E assim um deles trazia nas enormes mãos visivelmente sujas e com resíduos de graxa sob as unhas, um enorme prato, uma torre por assim dizer, dentro de uma travessa de cor azul metálico, onde haviam ainda outros complementos alimentares pouco saudáveis, do tipo torresmo além óbvio da indispensável e famosa Coca-Cola, aquele famoso refrigerante que parece mais com esses textos de auto-ajuda e a propaganda deles diz: “Alegria de viver”, nada a ver com aquela porcaria.
Imaginei que o litrão ou litraço de Coca (2,5 ml) fosse para uso dos dois, eis que o outro se levanta e se abastecendo de outra bandeja com a mesma carga de nutrientes, trouxe também o seu refri, pasmem, do mesmo tamanho e da mesma marca. Enfatizo a expressão mesma marca, porque ele poderia justificar ou minimizar o espetáculo perante um estranho (no caso, eu), mostrando claramente que sua preferência seria um guaraná por exemplo.

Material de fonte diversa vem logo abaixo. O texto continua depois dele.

use crate::core::estimator::EstimatorSettings;
use crate::utils::error::{PricerError, Result};
use crate::utils::validation::{self, Validate};
use regex::Regex;
use serde::{Deserialize, Serialize};
use std::path::Path;

pub const DEFAULT_INITIAL_CREDITS: u64 = 10;
pub const DEFAULT_OUTPUT_PATH: &str = "./output";
pub const OUTPUT_FORMATS: [&str; 2] = ["text", "json"];
pub const COMPARABLE_EXTENSIONS: [&str; 2] = ["json", "csv"];

#[derive(Debug, Clone, Default, Serialize, Deserialize)]
pub struct TomlConfig {
    #[serde(default)]
    pub estimator: EstimatorConfig,
    #[serde(default)]
    pub source: SourceConfig,
    #[serde(default)]
    pub credits: CreditsConfig,
    #[serde(default)]
    pub output: OutputConfig,
}

#[derive(Debug, Clone, Default, Serialize, Deserialize)]
pub struct EstimatorConfig {
    pub similarity_threshold: Option<f64>,
}

#[derive(Debug, Clone, Default, Serialize, Deserialize)]
pub struct SourceConfig {
    pub comparables_path: Option<String>,
    /// Refuse to look up comparables for a parcel without a zip code.
    pub require_zip_code: Option<bool>,
}

#[derive(Debug, Clone, Default, Serialize, Deserialize)]
pub struct CreditsConfig {
    pub initial_balance: Option<u64>,
    /// When unset, credits live only for the duration of the run.
    pub ledger_path: Option<String>,
}

#[derive(Debug, Clone, Default, Serialize, Deserialize)]
pub struct OutputConfig {
    pub path: Option<String>,
    pub format: Option<String>,
}

impl TomlConfig {
    /// 從 TOML 檔案載入配置
    pub fn from_file<P: AsRef<Path>>(path: P) -> Result<Self> {
        let content = std::fs::read_to_string(&path).map_err(PricerError::IoError)?;
        Self::from_toml_str(&content)
    }

    /// 從 TOML 字串解析配置
    pub fn from_toml_str(content: &str) -> Result<Self> {
        let processed_content = Self::substitute_env_vars(content)?;

        toml::from_str(&processed_content).map_err(|e| PricerError::ConfigValidationError {
            field: "toml_parsing".to_string(),
            message: format!("TOML parsing error: {}", e),
        })
    }

    /// 替換環境變數 (例如 ${COMPS_FILE})，未設定的變數保持原樣
    fn substitute_env_vars(content: &str) -> Result<String> {
        let re = Regex::new(r"\$\{([^}]+)\}").map_err(|e| PricerError::ConfigError {
            message: format!("Invalid substitution pattern: {}", e),
        })?;

        let result = re.replace_all(content, |caps: &regex::Captures| {
            let var_name = &caps[1];
            std::env::var(var_name).unwrap_or_else(|_| format!("${{{}}}", var_name))
        });

        Ok(result.to_string())
    }

    pub fn estimator_settings(&self) -> EstimatorSettings {
        let defaults = EstimatorSettings::default();
        EstimatorSettings {
            similarity_threshold: self
                .estimator
                .similarity_threshold
                .unwrap_or(defaults.similarity_threshold),
        }
    }

    pub fn require_zip_code(&self) -> bool {
        self.source.require_zip_code.unwrap_or(false)
    }

    pub fn initial_credits(&self) -> u64 {
        self.credits.initial_balance.unwrap_or(DEFAULT_INITIAL_CREDITS)
    }

    pub fn output_path(&self) -> &str {
        self.output.path.as_deref().unwrap_or(DEFAULT_OUTPUT_PATH)
    }

    pub fn output_format(&self) -> &str {
        self.output.format.as_deref().unwrap_or("text")
    }
}

impl Validate for TomlConfig {
    fn validate(&self) -> Result<()> {
        if let Some(threshold) = self.estimator.similarity_threshold {
            validation::validate_open_closed_range(
                "estimator.similarity_threshold",
                threshold,
                0.0,
                1.0,
            )?;
        }

        if let Some(path) = &self.source.comparables_path {
            validation::validate_path("source.comparables_path", path)?;
            validation::validate_file_extension(
                "source.comparables_path",
                path,
                &COMPARABLE_EXTENSIONS,
            )?;
        }

        if let Some(path) = &self.credits.ledger_path {
            validation::validate_path("credits.ledger_path", path)?;
        }

        validation::validate_path("output.path", self.output_path())?;
        validation::validate_one_of("output.format", self.output_format(), &OUTPUT_FORMATS)?;

        Ok(())
    }
}

#[cfg(test)]
mod tests {
    use super::*;
    use std::io::Write;
    use tempfile::NamedTempFile;

    #[test]
    fn test_parse_full_config() {
        let toml_content = r#"
[estimator]
similarity_threshold = 0.3

[source]
comparables_path = "./comps/elgin.csv"
require_zip_code = true

[credits]
initial_balance = 25
ledger_path = "./state/credits.json"

[output]
path = "./reports"
format = "json"
"#;

        let config = TomlConfig::from_toml_str(toml_content).unwrap();

        assert_eq!(config.estimator_settings().similarity_threshold, 0.3);
        assert_eq!(config.source.comparables_path.as_deref(), Some("./comps/elgin.csv"));
        assert!(config.require_zip_code());
        assert_eq!(config.initial_credits(), 25);
        assert_eq!(config.output_path(), "./reports");
        assert_eq!(config.output_format(), "json");
        assert!(config.validate().is_ok());
    }

    #[test]
    fn test_empty_config_uses_defaults() {
        let config = TomlConfig::from_toml_str("").unwrap();

        assert_eq!(config.estimator_settings(), EstimatorSettings::default());
        assert_eq!(config.initial_credits(), DEFAULT_INITIAL_CREDITS);
        assert_eq!(config.output_path(), DEFAULT_OUTPUT_PATH);
        assert_eq!(config.output_format(), "text");
        assert!(!config.require_zip_code());
        assert!(config.validate().is_ok());
    }

    #[test]
    fn test_env_var_substitution() {
        std::env::set_var("PARCEL_PRICER_TEST_COMPS", "/data/comps.json");

        let toml_content = r#"
[source]
comparables_path = "${PARCEL_PRICER_TEST_COMPS}"
"#;

        let config = TomlConfig::from_toml_str(toml_content).unwrap();
        assert_eq!(config.source.comparables_path.as_deref(), Some("/data/comps.json"));

        std::env::remove_var("PARCEL_PRICER_TEST_COMPS");
    }

    #[test]
    fn test_config_validation() {
        let bad_threshold = TomlConfig::from_toml_str("[estimator]\nsimilarity_threshold = 0.0\n").unwrap();
        assert!(bad_threshold.validate().is_err());

        let bad_format = TomlConfig::from_toml_str("[output]\nformat = \"xml\"\n").unwrap();
        assert!(bad_format.validate().is_err());

        let bad_source = TomlConfig::from_toml_str("[source]\ncomparables_path = \"comps.xlsx\"\n").unwrap();
        assert!(bad_source.validate().is_err());
    }

    #[test]
    fn test_invalid_toml() {
        assert!(matches!(
            TomlConfig::from_toml_str("[estimator"),
            Err(PricerError::ConfigValidationError { .. })
        ));
    }

    #[test]
    fn test_config_from_file() {
        let mut temp_file = NamedTempFile::new().unwrap();
        temp_file
            .write_all(b"[credits]\ninitial_balance = 3\n")
            .unwrap();

        let config = TomlConfig::from_file(temp_file.path()).unwrap();
        assert_eq!(config.initial_credits(), 3);
    }
}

Continuei ali, sentado, atônito vendo tudo aquilo e fazendo cafuné na minha ainda vasta cabeleira, pelo menos nas laterais e percebi que eles viram que eu estava com um semblante visivelmente crítico e me olhavam de banda e sussurravam palavras e comentários entre si, acho eu, pouco recomendáveis. Aquele sorriso entre lábios, meio irônico, sugeria algum tipo de desprezo pela minha cara de assustado e curioso. Susurrei comigo mesmo: Pederasta á vovozinha.
Eu sabia que com aquela cena, minha dieta de “South Beach”, estaria preservada, caso eu tivesse a coragem de me levantar e ir embora. Se eu me levantasse e saísse sem comer nada, eles poderiam se sentir vitoriosos ou coitados, se encherem de complexos. Afinal, ali estava dois trabalhadores que fazem a grandeza desse nosso imenso Brasil, colaborando para distribuir riquezas, levando e trazendo coisas que necessitamos. E eu ali passeando, sem fazer nada, coçando a cabeça e pensando em salmões e salada de alface. Verdade seja dita, que apesar de explicitarem toda essa falta de educação, eles não tinham cara de presidiários e com certeza não participavam dessas gangs de políticos que atuam nessas cidades do interior, incluindo aquelas que se situam às margens do Rio Piranga.
Pensei em tuitar no meu tablet: Vi hoje dois trogloditas belgas que fugiram pro Brasil, mas desisti.
Depois de uma meia hora, enrolando e tentando encontrar uma decisão para aquele momento de ensaios de analista de porra alguma, terminei de tomar minha água Tonica, pois perdi mesmo a fome, a coragem chegou, levantei-me e fui pro carro e até hoje ficou imaginando, conversando com meus próprios botões, (coçando a cabeça) que a vida somente tem graça quando você tem o outro para ficar imaginando e refletindo porque ele faz coisas que você não seria capaz de fazer, ou vice-versa.
Cumpre ressaltar o caráter atabalhoado de meus pensamentos na busca por não conseguir entender o nosso cotidiano. Melhor ser critico que um otimista conformista.
Como um cronista que tento conseguir ser, essa é ou seria a minha função primordial – passar aos leitores a visão sobre qualquer assunto e deixar transparecer a capacidade didática do artigo. Exibe-nos por assim dizer, talvez nas entrelinhas, que a qualidade de minhas palavras será encontrada em qualquer seara, seja política ou não.
Por isso estou aqui contando a todos que se dão o trabalho de ler, mais um causo que vivi pessoalmente.
E porque não, inaugurar o novo formato da Pontenet com algo que se não falou de paz, amor, felicidade e otimismo é pelo menos uma tentativa de encontrar o ar da graça.
Tenham todos, uma boa tarde, um bom final de semana e um bom exercício de “entrelinhamentos” (se me permitem o neologismo).